UV Protection Products

Enjoy all day protection from the sun's harmful rays with densely woven fabrics or garments treated with a special finish.

If you spend a lot of time in the outdoors, you’re going to spend a lot of time exposed to the sun. UV protective clothing can play a key part in protecting you from UV radiation, preventing sun burn and long-term skin damage, in particular skin cancer.

 

Effective UV clothing can protect you in three ways by absorbing, blocking or reflecting UV radiation that causes sunburn and long term skin damage. Most fabrics are lightweight and designed for the summer, but if you’re jetting off on a ski trip, the same level of UV protection is available in warmer winter fabrics.

 



  • Reduces the risk of sun burn or skin damage
  • Comfortable to wear
  • Reduces the amount of exposed skin
  • Reduces the quantity of sun cream applied
Woman on a beach

How It Works

 

A number of factors can influence the UV Protection of fabrics, such as, the type of fibre, weave or construction, dyes, chemical treatments, moisture, stretch or general wear and tear.

The Facts 

 

Every year in the UK 100,000 people are diagnosed with non-melanoma skin cancer and over 13,000 people are diagnosed with malignant melanoma. UV light damages the DNA in our skin cells, this can happen years before a cancer develops. Long term over exposure and short periods of intense sun exposure increase the risk of developing cancer.

 

The sun’s rays contain 3 types of harmful ultraviolet light:

  • UVA causes skin cancer and many visible changes associated with aging such as wrinkles, brown spots and sagging skin.
  • UVB causes sun burn and melanoma.
  • UVC rays are filtered by the sun atmosphere. 

The UPF Rating System

 

UPF stands for Ultraviolet Protection Factor, indicating the fraction of the sun’s UV rays that can penetrate through a fabric, therefore the higher the UPF, the higher the protection. UPF rating are assessed to a British Standard (BS EN 13758). A shirt with a UPF of 50 allows just 1/50th of the sun’s ultraviolet radiation through the fabric.

 

 

 UPF rating 

 UPF classification 

 % UV rays blocked  

15 - 24 

good 

93 - 96% 

25 - 39

very good

96 - 97%

40 -50+ 

excellent

97 - 99%

 

 

 

Weave 

 

Tight densely woven fabrics reduces spaces between fibres, blocking out more UV Radiation than fabrics with a loose or open weave. The smaller the holes between the threads the less ultraviolet light can reach your skin.

 

High UPF Fabric

  • Merino Wool
  • Polyester
  • Nylon

Low UPF Fabric

  • Cotton
  • Acrylic
  • Silk

 

Chemical Treatment & Dyes

 

Chemical UV absorbers and reflectors can be applied during the dyeing process, during fibre manufacture or in the final fabric finish.

 

The type and concentration of a dye can affect a fabric’s UPF rating. The Higher the concentration of dye, the darker the garment becomes, absorbing more UV rays than lighter colours. 

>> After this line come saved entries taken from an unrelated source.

//! Service layer for pillars, categories, and sub-categories.

use crate::taxonomy::{
    domain::{Category, CategoryId, CategoryName, Pillar, SubCategory, TaxonomyDomainError},
    ports::{TaxonomyRepository, TaxonomyRepositoryError},
};
use mockable::Clock;
use std::sync::Arc;
use thiserror::Error;
use tracing::info;

/// Request payload for creating a category.
#[derive(Debug, Clone, PartialEq, Eq)]
pub struct CreateCategoryRequest {
    pillar: Pillar,
    name: String,
    description: Option<String>,
}

impl CreateCategoryRequest {
    /// Creates a request with required category fields.
    #[must_use]
    pub fn new(pillar: Pillar, name: impl Into<String>) -> Self {
        Self {
            pillar,
            name: name.into(),
            description: None,
        }
    }

    /// Sets the category description.
    #[must_use]
    pub fn with_description(mut self, description: impl Into<String>) -> Self {
        self.description = Some(description.into());
        self
    }
}

/// Request payload for changing an existing category.
#[derive(Debug, Clone, Default, PartialEq, Eq)]
pub struct UpdateCategoryRequest {
    name: Option<String>,
    description: Option<Option<String>>,
}

impl UpdateCategoryRequest {
    /// Creates an empty update.
    #[must_use]
    pub fn new() -> Self {
        Self::default()
    }

    /// Renames the category.
    #[must_use]
    pub fn with_name(mut self, name: impl Into<String>) -> Self {
        self.name = Some(name.into());
        self
    }

    /// Replaces the description; `None` clears it.
    #[must_use]
    pub fn with_description(mut self, description: Option<String>) -> Self {
        self.description = Some(description);
        self
    }
}

/// Service-level errors for taxonomy operations.
#[derive(Debug, Error)]
pub enum TaxonomyServiceError {
    /// Domain validation failed.
    #[error(transparent)]
    Domain(#[from] TaxonomyDomainError),
    /// Repository operation failed.
    #[error(transparent)]
    Repository(#[from] TaxonomyRepositoryError),
}

/// Result type for taxonomy service operations.
pub type TaxonomyServiceResult<T> = Result<T, TaxonomyServiceError>;

/// Taxonomy orchestration service.
#[derive(Clone)]
pub struct TaxonomyService<C>
where
    C: Clock + Send + Sync,
{
    repository: Arc<dyn TaxonomyRepository>,
    clock: Arc<C>,
}

impl<C> TaxonomyService<C>
where
    C: Clock + Send + Sync,
{
    /// Creates a new taxonomy service.
    #[must_use]
    pub fn new(repository: Arc<dyn TaxonomyRepository>, clock: Arc<C>) -> Self {
        Self { repository, clock }
    }

    /// Returns the fixed pillars in display order.
    #[must_use]
    pub const fn pillars(&self) -> [Pillar; 3] {
        Pillar::ALL
    }

    /// Creates a category inside a pillar.
    ///
    /// # Errors
    ///
    /// Returns [`TaxonomyServiceError`] when the name is invalid or already
    /// used in the pillar.
    pub async fn create_category(
        &self,
        request: CreateCategoryRequest,
    ) -> TaxonomyServiceResult<Category> {
        let CreateCategoryRequest {
            pillar,
            name,
            description,
        } = request;

        let mut category = Category::new(pillar, CategoryName::new(name)?, &*self.clock);
        if let Some(text) = description {
            category = category.with_description(text);
        }
        self.repository.store_category(&category).await?;
        info!(category_id = %category.id(), pillar = %pillar, "category created");
        Ok(category)
    }

    /// Applies a rename and/or description change to a category.
    ///
    /// # Errors
    ///
    /// Returns [`TaxonomyServiceError`] when the category is missing, the new
    /// name is invalid, or the name collides with a sibling.
    pub async fn update_category(
        &self,
        id: CategoryId,
        request: UpdateCategoryRequest,
    ) -> TaxonomyServiceResult<Category> {
        let mut category = self.find_category_or_error(id).await?;
        if let Some(name) = request.name {
            category.rename(CategoryName::new(name)?, &*self.clock);
        }
        if let Some(description) = request.description {
            category.describe(description, &*self.clock);
        }
        self.repository.update_category(&category).await?;
        Ok(category)
    }

    /// Finds a category by identifier.
    ///
    /// # Errors
    ///
    /// Returns [`TaxonomyServiceError::Repository`] when lookup fails.
    pub async fn find_category(&self, id: CategoryId) -> TaxonomyServiceResult<Option<Category>> {
        Ok(self.repository.find_category(id).await?)
    }

    /// Lists categories, optionally restricted to one pillar.
    ///
    /// # Errors
    ///
    /// Returns [`TaxonomyServiceError::Repository`] when lookup fails.
    pub async fn list_categories(
        &self,
        pillar: Option<Pillar>,
    ) -> TaxonomyServiceResult<Vec<Category>> {
        Ok(self.repository.list_categories(pillar).await?)
    }

    /// Creates a sub-category under an existing category.
    ///
    /// # Errors
    ///
    /// Returns [`TaxonomyServiceError`] when the parent is missing, the name
    /// is invalid, or the name is already used under the parent.
    pub async fn create_sub_category(
        &self,
        category_id: CategoryId,
        name: impl Into<String>,
    ) -> TaxonomyServiceResult<SubCategory> {
        let parent = self.find_category_or_error(category_id).await?;
        let sub_category = SubCategory::new(parent.id(), CategoryName::new(name)?, &*self.clock);
        self.repository.store_sub_category(&sub_category).await?;
        info!(
            sub_category_id = %sub_category.id(),
            category_id = %category_id,
            "sub-category created"
        );
        Ok(sub_category)
    }

    /// Lists the sub-categories of an existing category.
    ///
    /// # Errors
    ///
    /// Returns [`TaxonomyServiceError`] when the parent is missing or lookup
    /// fails.
    pub async fn list_sub_categories(
        &self,
        category_id: CategoryId,
    ) -> TaxonomyServiceResult<Vec<SubCategory>> {
        self.find_category_or_error(category_id).await?;
        Ok(self.repository.list_sub_categories(category_id).await?)
    }

    async fn find_category_or_error(&self, id: CategoryId) -> TaxonomyServiceResult<Category> {
        self.repository
            .find_category(id)
            .await?
            .ok_or_else(|| TaxonomyRepositoryError::CategoryNotFound(id).into())
    }
}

Other Factors, UV Protection Technology

Other Factors

 

When a garment stretches, the space between the fibres are increased and allow more UV Radiation to pass through to the skin. Wet, well worn or faded fabrics can also reduce the UPF rating. 

Care Information

UV protection clothing care information:

  • When washing your UV protective clothing please refer to the manufacturer’s instructions on label.
  • Repeatedly washing can improve the UPF of tightly woven fabrics, by shrinking the gaps in the weave.
  • Chemically treated fabrics can usually withstand up to 50 washes, but each manufacturer will differ.
  • Washing with optical brighteners can boost the UPF rating.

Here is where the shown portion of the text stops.